Real Madrid appealed this decision to the Cour de cassation (Court of Cassation, France), which sent a preliminary reference to the ECJ asking if the freedom of the press outlined in the Charter of Fundamental Rights outweighs the principle of mutual recognition of judgments.

=== European Court of Justice ===
This case is still pending in the Court of Justice of the European Union. However, the non-binding opinion of Advocate General Maciej Szpunar was published in February 2024, arguing that the "freedom of the press is an essential principle of the EU legal order, the manifest breach of which may constitute a ground for refusal of enforcement."

Szpunar finds that even under the strengthened requirement "without the need for any special procedure" to recognize other member states judgments set up under Regulation (EU) No 1215/2012, a member state "must refuse or revoke enforcement where it would give rise to a manifest breach of freedom of expression." The Spanish ruling in this case "constitutes a manifest and disproportionate breach of freedom of the press."

Szpunar also argues that the damages, in this case, were exorbitant, "several dozen times the standard minimum salary in the Member State concerned," and that "damages which media companies are ordered to pay must not be such as to threaten their economic foundations."

Szpunar, however, did not find the arguments based on Article 11 of the Charter of Fundamental Rights of the European Union convincing enough to outweigh the principle of mutual recognition. Instead, he argues that the ECJ must look to the protections of the European Convention on Human Rights (ECHR). He writes that "as there is little scope under Article 10(2) of the ECHR for restrictions on freedom of expression in the fields of political speech and matters of public interest," the ECJ must use the European Court of Human Rights (ECtHR) case-law and uphold the rights of Le Monde and its journalists as the ECJ "cannot disregard the need to provide protection at least equivalent to that offered by the ECHR."

== Significance ==
This case demonstrates a potential new view for ECJ towards the ECHR. In former cases, the court had invoked the ECHR on occasions such as in Melloni v Ministerio and Aranyosi and Căldăraru when adjudicating the human rights standards of the European Arrest Warrant. However, this case can potentially align ECJ and ECHR jurisprudence more clearly. The Advocate General's opinion prioritizes preserving an ECHR right over a standard practice of EU law, demonstrating the ECJ's potential novel willingness to hold other international obligations over those of the EU. This case will also likely set a precedent for freedom of speech in the context of the EU principle of mutual recognition, which has not been previously adjudicated.

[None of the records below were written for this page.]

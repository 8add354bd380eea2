//! Command-line surface and exit-code mapping.

use std::io::Write;
use std::path::PathBuf;

use anyhow::{Context, Result};
use chat_provider::{ChatError, Model};
use clap::{Parser, Subcommand};
use history_store::HistoryStore;

use crate::backends::BackendError;
use crate::commands::ExportFormat;
use crate::cookies::CookieError;
use crate::error::storage_error;
use crate::runtime::export_conversation;

pub const EXIT_OK: u8 = 0;
pub const EXIT_FAILURE: u8 = 1;
pub const EXIT_AUTH_REQUIRED: u8 = 2;
pub const EXIT_USAGE: u8 = 3;

#[derive(Debug, Parser)]
#[command(name = "gem-chat", version, about = "Chat with the web assistant from a terminal")]
pub struct Cli {
    /// Resume a stored conversation.
    #[arg(long, value_name = "ID")]
    pub conversation: Option<String>,

    /// Bind a persona by id or name.
    #[arg(long, value_name = "ID")]
    pub gem: Option<String>,

    /// Model for new turns; overrides the configured default.
    #[arg(long, value_name = "MODEL", value_parser = parse_model)]
    pub model: Option<Model>,

    /// Configuration root (cookies, config, history).
    #[arg(long, value_name = "DIR")]
    pub config_dir: Option<PathBuf>,

    /// Log to stderr instead of the log file.
    #[arg(long)]
    pub log_stderr: bool,

    #[command(subcommand)]
    pub command: Option<CliCommand>,
}

#[derive(Debug, Clone, PartialEq, Eq, Subcommand)]
pub enum CliCommand {
    /// List stored conversations.
    List,
    /// Export a conversation to a file.
    Export {
        id: String,
        path: PathBuf,
        #[arg(short = 'f', long, value_enum)]
        format: Option<ExportFormat>,
    },
    /// Delete a stored conversation.
    Delete { id: String },
}

fn parse_model(value: &str) -> Result<Model, String> {
    value.parse()
}

/// Prints one line per stored conversation.
pub fn list_conversations(history: &HistoryStore, out: &mut impl Write) -> Result<()> {
    for summary in history.list() {
        let star = if summary.favorite { "*" } else { " " };
        writeln!(
            out,
            "{star} {}\t{}\t{}\t{}",
            summary.id, summary.title, summary.model, summary.updated_at
        )?;
    }
    Ok(())
}

/// Exports `id` to `path`. Without `-f` the format follows the extension.
pub fn export_to_path(
    history: &HistoryStore,
    id: &str,
    path: &std::path::Path,
    format: Option<ExportFormat>,
) -> Result<ExportFormat> {
    let format = format.unwrap_or_else(|| {
        match path.extension().and_then(|ext| ext.to_str()) {
            Some(ext) if ext.eq_ignore_ascii_case("json") => ExportFormat::Json,
            _ => ExportFormat::Md,
        }
    });
    export_conversation(history, id, path, format)
        .with_context(|| format!("exporting conversation {id}"))?;
    Ok(format)
}

pub fn delete_conversation(history: &HistoryStore, id: &str) -> Result<()> {
    history
        .delete(id)
        .map_err(storage_error)
        .with_context(|| format!("deleting conversation {id}"))
}

/// Maps a top-level failure to the process exit code.
#[must_use]
pub fn exit_code_for(error: &anyhow::Error) -> u8 {
    for cause in error.chain() {
        let auth_required = matches!(
            cause.downcast_ref::<ChatError>(),
            Some(ChatError::AuthRequired)
        )
            || cause.downcast_ref::<CookieError>().is_some()
            || matches!(
                cause.downcast_ref::<BackendError>(),
                Some(BackendError::Cookies(_) | BackendError::Backend(ChatError::AuthRequired))
            );
        if auth_required {
            return EXIT_AUTH_REQUIRED;
        }
        if let Some(clap_error) = cause.downcast_ref::<clap::Error>() {
            return clap_exit_code(clap_error);
        }
    }
    EXIT_FAILURE
}

/// Prints a parse failure (or help text) and returns the exit code. Falls
/// back to plain stderr when clap cannot write its styled output.
pub fn report_clap_error(error: &clap::Error) -> u8 {
    if error.print().is_err() {
        eprintln!("{error}");
    }
    clap_exit_code(error)
}

/// Help and version requests succeed; everything else is a usage error.
#[must_use]
pub fn clap_exit_code(error: &clap::Error) -> u8 {
    use clap::error::ErrorKind;
    match error.kind() {
        ErrorKind::DisplayHelp
        | ErrorKind::DisplayVersion
        | ErrorKind::DisplayHelpOnMissingArgumentOrSubcommand => EXIT_OK,
        _ => EXIT_USAGE,
    }
}

#[cfg(test)]
mod tests {
    use super::*;

    #[test]
    fn parses_start_options() {
        let cli = Cli::try_parse_from([
            "gem-chat",
            "--conversation",
            "abc",
            "--gem",
            "Tutor",
            "--model",
            "gemini-2.5-flash",
            "--log-stderr",
        ])
        .expect("valid args");

        assert_eq!(cli.conversation.as_deref(), Some("abc"));
        assert_eq!(cli.gem.as_deref(), Some("Tutor"));
        assert_eq!(cli.model, Some(Model::Flash25));
        assert!(cli.log_stderr);
        assert_eq!(cli.command, None);
    }

    #[test]
    fn parses_subcommands() {
        let cli = Cli::try_parse_from(["gem-chat", "export", "abc", "out.json", "-f", "json"])
            .expect("valid args");
        assert_eq!(
            cli.command,
            Some(CliCommand::Export {
                id: "abc".to_owned(),
                path: PathBuf::from("out.json"),
                format: Some(ExportFormat::Json),
            })
        );

        let cli = Cli::try_parse_from(["gem-chat", "delete", "abc"]).expect("valid args");
        assert_eq!(cli.command, Some(CliCommand::Delete { id: "abc".to_owned() }));
    }

    #[test]
    fn usage_errors_map_to_exit_three() {
        let error = Cli::try_parse_from(["gem-chat", "--model", "gpt"]).expect_err("bad model");
        assert_eq!(clap_exit_code(&error), EXIT_USAGE);

        let error = Cli::try_parse_from(["gem-chat", "--help"]).expect_err("help exits");
        assert_eq!(clap_exit_code(&error), EXIT_OK);
    }

    #[test]
    fn reported_clap_errors_keep_their_exit_code() {
        let error = Cli::try_parse_from(["gem-chat", "--version"]).expect_err("version exits");
        assert_eq!(report_clap_error(&error), EXIT_OK);

        let error =
            Cli::try_parse_from(["gem-chat", "delete"]).expect_err("missing id is a usage error");
        assert_eq!(report_clap_error(&error), EXIT_USAGE);
    }

    #[test]
    fn auth_failures_map_to_exit_two() {
        let error = anyhow::Error::new(ChatError::AuthRequired).context("sending");
        assert_eq!(exit_code_for(&error), EXIT_AUTH_REQUIRED);

        let error = anyhow::Error::new(ChatError::Transient("x".to_owned()));
        assert_eq!(exit_code_for(&error), EXIT_FAILURE);
    }
}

The Advocate General suggests that human rights obligations trump standard EU legal procedures. This might upend the long-standing might upend "the long-standing Bosphorus presumption" that states must fully align themselves with EU law at the expense of their commitments to any other international agreements. This case opens an opportunity for other international legal systems to be considered more important than those of the EU during accession.

This case also presents an opportunity for the ECJ to reinforce the core values of the EU, found in Article 2 of the Treaty on European Union, especially the freedom of the press and freedom of expression, especially with a declining rule of law in certain European states.